Okay, some of you are saying "What the...?"
But here's the deal.
Web pages (including blogs) are delivered to your browser (Internet Explorer, Firefox, Netscape, Opera, Safari, etc.) when your browser requests a page.
The server running the blog fulfills the request by sending out the code that causes the Web page to show on the browser. When the browser gets the code, it puts it pieces of the code it gets together and displays the page in the order the code appears.
Now, the order of the code might not be the order of the items on the page.
Think about that for a minute.
Traditionally, items appear on the page in the order they are in the code, but that's not as true as it used to be. And it doesn't have to be true.
Of course, it's always easier for the code to be that way. Easier as in it doesn't take as much time to code.
But, sometimes, it's better to code it differently.
If you're relying on others to write the code for you, they should know this and should be taking it into consideration.
If you're using pre-defined templates, they should take this into consideration, but don't always.
If you're writing your own code, or using code someone else wrote, keep this in mind.
What's It All Mean?
The most important part of your blog is your most recent post, followed by the rest of your posts, followed by the stuff in the sidebars and footer.
And that's the order your code needs to appear, whether or not it appears in that order on the page.
For instance, if you have a sidebar on the left, then your posts, then maybe a sidebar on the right, your code doesn't have to be in that same order. In fact, it shouldn't be.

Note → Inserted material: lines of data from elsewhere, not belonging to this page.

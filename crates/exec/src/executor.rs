//! Bounded process execution through the resolved shell

use crate::binary::resolve_binary;
use crate::diagnostics;
use async_trait::async_trait;
use codescout_core::constants::{MAX_CAPTURED_OUTPUT_BYTES, OUTPUT_TRUNCATION_MARKER};
use codescout_core::{
    EnvironmentVariables, Error, ExecutionRequest, ExecutionResult, Outcome, Result,
};
use codescout_security::{audit_logger, AuditLogger, CommandAllowlist, SecurityValidator};
use codescout_shell::ShellDescriptor;
use std::collections::HashMap;
use std::process::Stdio;
use std::sync::Arc;
use std::time::Instant;
use tokio::io::AsyncReadExt;

/// Host environment variables forwarded to every child process
const TRUSTED_BASE_VARS: &[&str] = &[
    "PATH",
    "HOME",
    "USER",
    "LANG",
    "LC_ALL",
    "TMPDIR",
    "TERM",
    "NO_COLOR",
    "GH_TOKEN",
    "GITHUB_TOKEN",
    "GH_HOST",
    "NPM_CONFIG_REGISTRY",
    "SYSTEMROOT",
    "COMSPEC",
    "USERPROFILE",
    "APPDATA",
    "LOCALAPPDATA",
];

/// Variables callers may never redefine through overrides; overrides add
/// to the trusted lookup environment, they do not replace it
const PROTECTED_VARS: &[&str] = &[
    "PATH",
    "SHELL",
    "COMSPEC",
    "SYSTEMROOT",
    "LD_PRELOAD",
    "LD_LIBRARY_PATH",
    "DYLD_INSERT_LIBRARIES",
    "DYLD_LIBRARY_PATH",
];

/// Trait for executing external commands
///
/// This abstraction allows testing the coalescing and service layers
/// without spawning real processes.
#[async_trait]
pub trait CommandRunner: Send + Sync {
    /// Execute a request, returning a classified result. `Err` is
    /// reserved for fatal spawn-level failures.
    async fn execute(&self, request: &ExecutionRequest) -> Result<ExecutionResult>;
}

/// Production executor: validates, escapes, spawns one child through the
/// resolved shell, and enforces timeout and output-size bounds
pub struct ProcessExecutor {
    allowlist: CommandAllowlist,
    shell: ShellDescriptor,
    max_output_bytes: usize,
    audit: Option<Arc<AuditLogger>>,
}

impl ProcessExecutor {
    /// Create an executor for the current host with the given allowlist.
    /// Gate decisions go to the process-wide audit logger when one has
    /// been installed; `with_audit_logger` overrides it.
    #[must_use]
    pub fn new(allowlist: CommandAllowlist) -> Self {
        Self {
            allowlist,
            shell: ShellDescriptor::for_host(None),
            max_output_bytes: MAX_CAPTURED_OUTPUT_BYTES,
            audit: audit_logger(),
        }
    }

    #[must_use]
    pub fn with_shell(mut self, shell: ShellDescriptor) -> Self {
        self.shell = shell;
        self
    }

    #[must_use]
    pub fn with_max_output_bytes(mut self, max: usize) -> Self {
        self.max_output_bytes = max;
        self
    }

    #[must_use]
    pub fn with_audit_logger(mut self, audit: Arc<AuditLogger>) -> Self {
        self.audit = Some(audit);
        self
    }

    /// The shell this executor spawns through
    #[must_use]
    pub fn shell(&self) -> &ShellDescriptor {
        &self.shell
    }

    async fn record_gate_decision(
        &self,
        request: &ExecutionRequest,
        allowed: bool,
        reason: Option<String>,
    ) {
        if let Some(logger) = &self.audit {
            let _ = logger
                .log_command_execution(
                    request.program.binary_name(),
                    &request.subcommand,
                    request.args.as_slice(),
                    allowed,
                    reason,
                )
                .await;
        }
    }

    fn compose_environment(
        &self,
        overrides: &EnvironmentVariables,
    ) -> Result<HashMap<String, String>> {
        let mut env = HashMap::new();

        for var in TRUSTED_BASE_VARS {
            if let Ok(value) = std::env::var(var) {
                env.insert((*var).to_string(), value);
            }
        }

        for (key, value) in overrides.iter() {
            SecurityValidator::sanitize_env_var_name(key)?;
            if PROTECTED_VARS.iter().any(|p| p.eq_ignore_ascii_case(key)) {
                return Err(Error::security(format!(
                    "environment override may not redefine '{key}'"
                )));
            }
            env.insert(key.clone(), value.clone());
        }

        Ok(env)
    }

}

#[derive(Default)]
struct CappedOutput {
    retained: Vec<u8>,
    truncated: bool,
}

impl CappedOutput {
    fn into_text(self) -> String {
        let mut text = String::from_utf8_lossy(&self.retained).into_owned();
        if self.truncated {
            text.push_str(OUTPUT_TRUNCATION_MARKER);
        }
        text
    }
}

/// Drain a child output pipe, retaining at most `max` bytes.
///
/// The stream is consumed to completion either way so the child never
/// blocks on a full pipe; only retention stops at the cap, which bounds
/// memory regardless of how much the child writes.
async fn read_capped<R>(pipe: Option<R>, max: usize) -> std::io::Result<CappedOutput>
where
    R: tokio::io::AsyncRead + Unpin,
{
    let Some(mut pipe) = pipe else {
        return Ok(CappedOutput::default());
    };

    let mut output = CappedOutput::default();
    let mut chunk = [0u8; 8192];

    loop {
        let n = pipe.read(&mut chunk).await?;
        if n == 0 {
            break;
        }

        if output.retained.len() < max {
            let take = n.min(max - output.retained.len());
            output.retained.extend_from_slice(&chunk[..take]);
            if take < n {
                output.truncated = true;
            }
        } else {
            output.truncated = true;
        }
    }

    Ok(output)
}

#[async_trait]
impl CommandRunner for ProcessExecutor {
    async fn execute(&self, request: &ExecutionRequest) -> Result<ExecutionResult> {
        let binary = match resolve_binary(request.program) {
            Ok(binary) => binary,
            Err(e) => {
                let refused = format!("{} {}", request.program, request.subcommand);
                return Ok(ExecutionResult::validation_error(refused, e.to_string()));
            }
        };

        let mut tokens = Vec::with_capacity(2 + request.args.len());
        tokens.push(binary);
        tokens.push(request.subcommand.clone());
        tokens.extend(request.args.iter().cloned());
        let command_line = self.shell.render_command_line(&tokens);

        // The allowlist gate runs strictly before any spawn and is
        // independent of argument escaping
        if let Err(e) = self.allowlist.validate(request.program, &request.subcommand) {
            self.record_gate_decision(request, false, Some(e.to_string()))
                .await;
            tracing::warn!(
                program = %request.program,
                subcommand = %request.subcommand,
                "refused unregistered subcommand"
            );
            return Ok(ExecutionResult::validation_error(command_line, e.to_string()));
        }

        if let Err(e) = SecurityValidator::validate_command_args(request.args.as_slice()) {
            self.record_gate_decision(request, false, Some(e.to_string()))
                .await;
            return Ok(ExecutionResult::validation_error(command_line, e.to_string()));
        }

        let env = match self.compose_environment(&request.env_overrides) {
            Ok(env) => env,
            Err(e) => {
                return Ok(ExecutionResult::validation_error(command_line, e.to_string()));
            }
        };

        if let Some(dir) = &request.working_dir {
            if !dir.is_dir() {
                return Ok(ExecutionResult::validation_error(
                    command_line,
                    format!("working directory '{}' does not exist", dir.display()),
                ));
            }
        }

        self.record_gate_decision(request, true, None).await;

        let mut cmd = tokio::process::Command::new(&self.shell.executable);
        cmd.args(self.shell.dialect.invocation_args())
            .arg(&command_line)
            .env_clear()
            .envs(&env)
            .stdin(Stdio::null())
            .stdout(Stdio::piped())
            .stderr(Stdio::piped())
            .kill_on_drop(true);
        if let Some(dir) = &request.working_dir {
            cmd.current_dir(dir);
        }

        tracing::debug!(command = %command_line, timeout = ?request.timeout, "spawning");
        let started = Instant::now();

        let mut child = cmd.spawn().map_err(|e| {
            Error::command_execution(
                self.shell.executable.clone(),
                tokens.clone(),
                format!("failed to spawn process: {e}"),
                None,
            )
        })?;

        // Both pipes are drained incrementally with bounded retention, so
        // a child streaming arbitrary volumes never grows our memory past
        // the cap
        let stdout_pipe = child.stdout.take();
        let stderr_pipe = child.stderr.take();
        let max = self.max_output_bytes;

        let bounded_wait = async {
            let (stdout, stderr) = tokio::join!(
                read_capped(stdout_pipe, max),
                read_capped(stderr_pipe, max)
            );
            let status = child.wait().await?;
            Ok::<_, std::io::Error>((status, stdout?, stderr?))
        };
        let waited = tokio::time::timeout(request.timeout, bounded_wait).await;

        match waited {
            Ok(Ok((status, stdout, stderr))) => {
                let stdout = stdout.into_text();
                let stderr = stderr.into_text();
                let outcome = diagnostics::classify(request.program, status.success(), &stderr);

                Ok(ExecutionResult {
                    outcome,
                    stdout,
                    stderr,
                    command_line,
                    elapsed: started.elapsed(),
                    platform: std::env::consts::OS.to_string(),
                })
            }
            Ok(Err(e)) => Err(Error::command_execution(
                self.shell.executable.clone(),
                tokens.clone(),
                format!("failed to collect process output: {e}"),
                None,
            )),
            Err(_) => {
                // A timed-out run is never a success; kill_on_drop backs
                // this up if the kill signal itself fails
                let _ = child.start_kill();
                tracing::warn!(command = %command_line, timeout = ?request.timeout, "killed after timeout");
                Ok(ExecutionResult {
                    outcome: Outcome::Timeout,
                    stdout: String::new(),
                    stderr: format!("process killed after exceeding timeout of {:?}", request.timeout),
                    command_line,
                    elapsed: started.elapsed(),
                    platform: std::env::consts::OS.to_string(),
                })
            }
        }
    }
}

Your code should have your main content, usually in a DIV tag with the ID of "CONTENT" (or something similar), in the code first, whether or not it's on the left side of the blog page.
That's one of the most important things you can do: have your main content in the code ahead of the rest of the stuff. In the BODY section, of course.
As for the third-party code that's usually in the sidebar, put it as far down as you can and still get use of it. But the most important part is done, if you have your main content DIV appear ahead of the sidebar DIVs.
But That Doesn't Speed Things Up!
Now, while this won't actually speed up the loading of your Website (or blog), it will keep the main content from being delayed.
In other words, the most important part, your most recent post and posts, will display quickly, because it's coded to display first. Any slow third-party code in the sidebar (either on the left or the right) will still take long to load, but the delay happens after your main content has already displayed.
The page still might take a long time to load, but the damage is minimized.
So, What Do I Need To Do?
Well, this very situation arose at a friend's blog. Over at aTypical Joe, Joe rearranged the look of his blog. But he ran into a problem with his blog taking a long time to load.
Joe's old blog layout had a sidebar on the left, then the main content, then a sidebar on the right. And his code was in the same order.
Joe's new blog layout has his main content on the left, then two sidebars on the right. But he didn't reorder his code. He simply modified his stylesheet to change the display positions of the columns.
But when he moved the sidebars positions, he added some new code to the left sidebar that caused things to slow down. Remember, he didn't reorder the code behind the scenes. He just repositioned the columns from Right-Sidebar, Main, Left-Sidebar to the new order of Main, Right-Sidebar, Left-Sidebar.
Since the behind the scenes had the Right-Sidebar in the code first, it held up everything afterward, including the main content. And that was the problem.
So, what Joe did was to move the code for the Main section to the top of the code. Then, he moved the Left-Sidebar code to the end, after the Right-Sidebar.
So, his blog now displays the Main content first, then the Right-Sidebar, then the Left-Sidebar. If the code in the Left-Sidebar slows things down, his main content still displays before the slowdown affects things.
Joe's moving of his DIVs around helped his situation tremendously. Perhaps you can benefit from that experience too.